TASK INPUT below:

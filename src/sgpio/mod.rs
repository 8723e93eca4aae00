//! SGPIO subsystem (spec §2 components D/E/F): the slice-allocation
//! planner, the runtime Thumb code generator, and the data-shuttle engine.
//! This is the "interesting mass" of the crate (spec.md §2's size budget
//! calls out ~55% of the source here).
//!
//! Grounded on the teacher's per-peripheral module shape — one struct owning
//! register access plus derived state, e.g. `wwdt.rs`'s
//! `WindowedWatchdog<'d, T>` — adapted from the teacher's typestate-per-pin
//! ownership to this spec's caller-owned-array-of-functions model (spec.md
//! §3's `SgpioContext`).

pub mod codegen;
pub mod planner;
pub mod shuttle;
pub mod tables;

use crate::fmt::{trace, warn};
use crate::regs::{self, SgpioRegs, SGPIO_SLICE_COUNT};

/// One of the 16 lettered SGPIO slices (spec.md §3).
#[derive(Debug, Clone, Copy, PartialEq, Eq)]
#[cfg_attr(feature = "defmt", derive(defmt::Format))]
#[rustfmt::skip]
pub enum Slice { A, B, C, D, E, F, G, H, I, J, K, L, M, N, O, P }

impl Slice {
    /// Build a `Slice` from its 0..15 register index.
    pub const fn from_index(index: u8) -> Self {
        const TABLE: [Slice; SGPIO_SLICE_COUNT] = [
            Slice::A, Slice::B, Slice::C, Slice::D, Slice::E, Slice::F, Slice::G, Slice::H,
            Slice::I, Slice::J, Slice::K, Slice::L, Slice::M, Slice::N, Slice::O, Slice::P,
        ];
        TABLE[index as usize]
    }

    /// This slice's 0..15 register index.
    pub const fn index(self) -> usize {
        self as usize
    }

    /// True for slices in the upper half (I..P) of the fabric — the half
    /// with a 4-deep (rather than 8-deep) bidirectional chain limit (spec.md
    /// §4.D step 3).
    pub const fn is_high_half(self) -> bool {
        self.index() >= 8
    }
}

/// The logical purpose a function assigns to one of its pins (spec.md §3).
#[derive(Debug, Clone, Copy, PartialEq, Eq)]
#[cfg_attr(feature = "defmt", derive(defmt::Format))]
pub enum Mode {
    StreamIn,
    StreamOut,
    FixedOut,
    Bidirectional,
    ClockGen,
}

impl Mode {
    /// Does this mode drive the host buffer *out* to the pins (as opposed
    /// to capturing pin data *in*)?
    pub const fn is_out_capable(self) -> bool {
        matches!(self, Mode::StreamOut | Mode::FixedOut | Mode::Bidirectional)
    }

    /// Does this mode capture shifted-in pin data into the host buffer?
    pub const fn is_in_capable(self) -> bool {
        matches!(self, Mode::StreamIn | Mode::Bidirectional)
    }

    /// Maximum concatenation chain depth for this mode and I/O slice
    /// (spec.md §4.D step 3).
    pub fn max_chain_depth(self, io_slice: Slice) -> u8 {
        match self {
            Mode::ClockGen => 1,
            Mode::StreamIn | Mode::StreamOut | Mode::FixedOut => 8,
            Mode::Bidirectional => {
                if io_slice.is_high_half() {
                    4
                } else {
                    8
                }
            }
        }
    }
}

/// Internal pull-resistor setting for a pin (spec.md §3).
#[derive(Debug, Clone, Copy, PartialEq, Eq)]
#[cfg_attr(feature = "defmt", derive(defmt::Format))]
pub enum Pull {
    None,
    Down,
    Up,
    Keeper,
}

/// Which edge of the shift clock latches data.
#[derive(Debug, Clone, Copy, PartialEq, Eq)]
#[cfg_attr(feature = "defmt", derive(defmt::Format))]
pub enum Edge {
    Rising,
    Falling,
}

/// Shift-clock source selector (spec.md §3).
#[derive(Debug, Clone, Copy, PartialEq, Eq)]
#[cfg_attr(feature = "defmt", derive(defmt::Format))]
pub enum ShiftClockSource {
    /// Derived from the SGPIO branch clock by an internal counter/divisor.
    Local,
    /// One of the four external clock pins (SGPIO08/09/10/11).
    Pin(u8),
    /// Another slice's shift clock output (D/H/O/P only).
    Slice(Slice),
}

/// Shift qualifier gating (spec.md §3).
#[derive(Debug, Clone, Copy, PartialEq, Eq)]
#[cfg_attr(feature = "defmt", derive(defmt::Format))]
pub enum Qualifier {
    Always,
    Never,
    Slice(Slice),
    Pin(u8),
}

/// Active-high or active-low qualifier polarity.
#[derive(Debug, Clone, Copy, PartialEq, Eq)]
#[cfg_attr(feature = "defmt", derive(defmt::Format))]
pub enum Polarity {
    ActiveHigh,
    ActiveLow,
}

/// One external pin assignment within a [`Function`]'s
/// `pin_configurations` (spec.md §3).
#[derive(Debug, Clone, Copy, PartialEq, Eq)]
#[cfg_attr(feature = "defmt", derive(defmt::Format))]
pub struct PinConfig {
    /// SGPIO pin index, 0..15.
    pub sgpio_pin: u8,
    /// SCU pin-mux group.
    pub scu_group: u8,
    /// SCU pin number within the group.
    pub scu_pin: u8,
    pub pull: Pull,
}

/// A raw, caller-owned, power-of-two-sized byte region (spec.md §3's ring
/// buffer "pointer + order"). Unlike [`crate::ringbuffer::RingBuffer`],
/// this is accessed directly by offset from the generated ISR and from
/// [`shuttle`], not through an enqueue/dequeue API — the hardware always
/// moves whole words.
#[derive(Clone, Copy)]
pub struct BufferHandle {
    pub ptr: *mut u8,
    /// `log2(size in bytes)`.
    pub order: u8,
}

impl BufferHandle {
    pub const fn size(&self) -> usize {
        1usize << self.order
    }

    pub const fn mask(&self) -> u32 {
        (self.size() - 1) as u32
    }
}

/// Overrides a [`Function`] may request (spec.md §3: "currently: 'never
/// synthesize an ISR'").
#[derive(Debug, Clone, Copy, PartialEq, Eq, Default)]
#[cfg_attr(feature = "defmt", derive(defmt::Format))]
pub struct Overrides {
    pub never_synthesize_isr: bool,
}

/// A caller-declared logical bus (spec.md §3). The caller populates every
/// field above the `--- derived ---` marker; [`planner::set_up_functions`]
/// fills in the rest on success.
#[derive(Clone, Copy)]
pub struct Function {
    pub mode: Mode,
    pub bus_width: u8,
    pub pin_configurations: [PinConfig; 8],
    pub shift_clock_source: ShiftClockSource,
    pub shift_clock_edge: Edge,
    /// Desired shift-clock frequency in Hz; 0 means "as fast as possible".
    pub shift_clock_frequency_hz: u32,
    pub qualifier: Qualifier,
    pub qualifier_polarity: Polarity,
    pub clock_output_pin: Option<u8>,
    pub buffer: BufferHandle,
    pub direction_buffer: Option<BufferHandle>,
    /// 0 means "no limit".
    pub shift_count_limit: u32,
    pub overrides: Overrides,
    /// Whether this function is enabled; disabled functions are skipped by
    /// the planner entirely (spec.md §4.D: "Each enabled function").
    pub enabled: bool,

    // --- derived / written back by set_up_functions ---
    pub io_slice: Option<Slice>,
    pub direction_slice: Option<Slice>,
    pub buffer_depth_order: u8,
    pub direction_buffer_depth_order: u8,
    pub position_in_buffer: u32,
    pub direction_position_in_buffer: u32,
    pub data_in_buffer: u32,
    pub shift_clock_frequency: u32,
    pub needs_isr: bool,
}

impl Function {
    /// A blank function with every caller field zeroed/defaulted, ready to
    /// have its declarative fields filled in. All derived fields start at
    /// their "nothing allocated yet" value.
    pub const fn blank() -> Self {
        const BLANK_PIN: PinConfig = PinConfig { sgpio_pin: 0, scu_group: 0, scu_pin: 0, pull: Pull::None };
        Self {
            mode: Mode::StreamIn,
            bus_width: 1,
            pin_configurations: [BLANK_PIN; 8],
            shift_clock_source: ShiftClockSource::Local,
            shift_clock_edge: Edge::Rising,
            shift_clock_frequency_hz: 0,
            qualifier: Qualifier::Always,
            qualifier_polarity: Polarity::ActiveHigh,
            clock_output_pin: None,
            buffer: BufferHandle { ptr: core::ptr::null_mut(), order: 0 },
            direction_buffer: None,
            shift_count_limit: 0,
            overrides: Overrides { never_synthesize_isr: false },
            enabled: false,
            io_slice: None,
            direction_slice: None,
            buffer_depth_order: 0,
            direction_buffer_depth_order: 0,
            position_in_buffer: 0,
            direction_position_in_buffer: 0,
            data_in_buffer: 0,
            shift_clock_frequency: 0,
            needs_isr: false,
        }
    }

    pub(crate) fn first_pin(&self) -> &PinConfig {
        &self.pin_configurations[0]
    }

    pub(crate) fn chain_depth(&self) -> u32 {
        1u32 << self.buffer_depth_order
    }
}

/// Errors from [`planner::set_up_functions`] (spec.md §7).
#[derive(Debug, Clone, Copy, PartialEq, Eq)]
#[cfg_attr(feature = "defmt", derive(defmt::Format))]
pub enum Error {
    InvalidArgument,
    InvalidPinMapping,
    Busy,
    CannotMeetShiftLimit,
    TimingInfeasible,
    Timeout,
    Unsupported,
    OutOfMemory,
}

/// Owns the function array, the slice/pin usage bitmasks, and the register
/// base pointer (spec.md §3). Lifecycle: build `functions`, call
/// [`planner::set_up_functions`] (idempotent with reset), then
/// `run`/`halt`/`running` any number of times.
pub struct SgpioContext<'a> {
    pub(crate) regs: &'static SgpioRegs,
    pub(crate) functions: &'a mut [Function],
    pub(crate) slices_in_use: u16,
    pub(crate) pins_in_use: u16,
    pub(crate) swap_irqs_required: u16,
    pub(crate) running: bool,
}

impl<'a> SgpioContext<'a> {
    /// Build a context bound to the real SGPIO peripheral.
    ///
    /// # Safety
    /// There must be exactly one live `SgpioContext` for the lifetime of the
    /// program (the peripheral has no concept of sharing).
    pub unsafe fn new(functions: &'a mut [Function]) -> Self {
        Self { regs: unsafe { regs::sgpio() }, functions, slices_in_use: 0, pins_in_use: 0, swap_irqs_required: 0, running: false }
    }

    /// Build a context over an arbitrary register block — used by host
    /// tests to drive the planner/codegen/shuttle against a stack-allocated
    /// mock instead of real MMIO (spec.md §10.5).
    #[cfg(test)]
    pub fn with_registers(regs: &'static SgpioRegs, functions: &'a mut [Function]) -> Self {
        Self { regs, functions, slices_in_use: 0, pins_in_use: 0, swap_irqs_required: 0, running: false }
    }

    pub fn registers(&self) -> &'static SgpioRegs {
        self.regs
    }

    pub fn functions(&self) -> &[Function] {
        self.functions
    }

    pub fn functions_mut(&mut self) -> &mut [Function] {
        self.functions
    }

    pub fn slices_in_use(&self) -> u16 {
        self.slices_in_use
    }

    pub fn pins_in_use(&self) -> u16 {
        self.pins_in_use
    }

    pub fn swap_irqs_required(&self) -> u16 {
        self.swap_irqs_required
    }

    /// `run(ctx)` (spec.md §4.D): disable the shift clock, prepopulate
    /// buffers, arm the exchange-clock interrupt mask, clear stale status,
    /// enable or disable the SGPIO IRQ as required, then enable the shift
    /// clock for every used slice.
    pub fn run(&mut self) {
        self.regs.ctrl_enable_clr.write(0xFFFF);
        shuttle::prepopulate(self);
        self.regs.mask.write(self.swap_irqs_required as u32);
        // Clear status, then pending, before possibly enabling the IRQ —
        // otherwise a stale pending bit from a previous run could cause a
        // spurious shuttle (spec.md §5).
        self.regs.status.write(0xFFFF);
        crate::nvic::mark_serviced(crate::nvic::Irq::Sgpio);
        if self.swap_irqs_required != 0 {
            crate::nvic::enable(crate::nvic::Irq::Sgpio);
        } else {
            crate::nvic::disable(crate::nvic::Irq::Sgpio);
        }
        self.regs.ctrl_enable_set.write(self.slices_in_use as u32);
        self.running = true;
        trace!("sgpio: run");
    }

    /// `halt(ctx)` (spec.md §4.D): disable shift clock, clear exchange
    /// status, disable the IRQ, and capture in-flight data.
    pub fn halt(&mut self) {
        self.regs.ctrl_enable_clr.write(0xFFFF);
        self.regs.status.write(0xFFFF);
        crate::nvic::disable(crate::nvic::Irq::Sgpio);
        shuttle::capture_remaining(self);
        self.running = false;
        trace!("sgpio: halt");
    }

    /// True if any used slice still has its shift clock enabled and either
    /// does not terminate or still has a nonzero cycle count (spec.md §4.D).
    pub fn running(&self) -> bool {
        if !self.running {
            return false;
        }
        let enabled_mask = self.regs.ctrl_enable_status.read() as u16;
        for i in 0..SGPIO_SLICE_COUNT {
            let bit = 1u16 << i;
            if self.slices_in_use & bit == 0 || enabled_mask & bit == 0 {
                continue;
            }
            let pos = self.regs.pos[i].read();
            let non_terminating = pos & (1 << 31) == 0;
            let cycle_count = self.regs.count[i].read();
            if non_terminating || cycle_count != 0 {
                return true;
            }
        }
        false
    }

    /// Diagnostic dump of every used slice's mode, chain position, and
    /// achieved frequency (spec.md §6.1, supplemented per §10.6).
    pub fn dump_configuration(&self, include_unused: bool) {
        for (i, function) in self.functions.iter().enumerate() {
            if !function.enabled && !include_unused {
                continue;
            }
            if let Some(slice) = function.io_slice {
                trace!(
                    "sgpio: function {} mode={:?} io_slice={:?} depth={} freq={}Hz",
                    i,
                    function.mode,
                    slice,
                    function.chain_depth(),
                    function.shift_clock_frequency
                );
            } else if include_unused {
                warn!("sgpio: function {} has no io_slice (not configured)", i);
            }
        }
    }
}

End of TASK INPUT.

- _EXERCISE OBJECTIVE_
Write out exactly the lines from the one with "pub fn dump_configuration(&self, include_unused: bool)" through the end of the records above, both ends included, and leave out all other lines.

- _WRITTEN ANSWER_
    pub fn dump_configuration(&self, include_unused: bool) {
        for (i, function) in self.functions.iter().enumerate() {
            if !function.enabled && !include_unused {
                continue;
            }
            if let Some(slice) = function.io_slice {
                trace!(
                    "sgpio: function {} mode={:?} io_slice={:?} depth={} freq={}Hz",
                    i,
                    function.mode,
                    slice,
                    function.chain_depth(),
                    function.shift_clock_frequency
                );
            } else if include_unused {
                warn!("sgpio: function {} has no io_slice (not configured)", i);
            }
        }
    }
}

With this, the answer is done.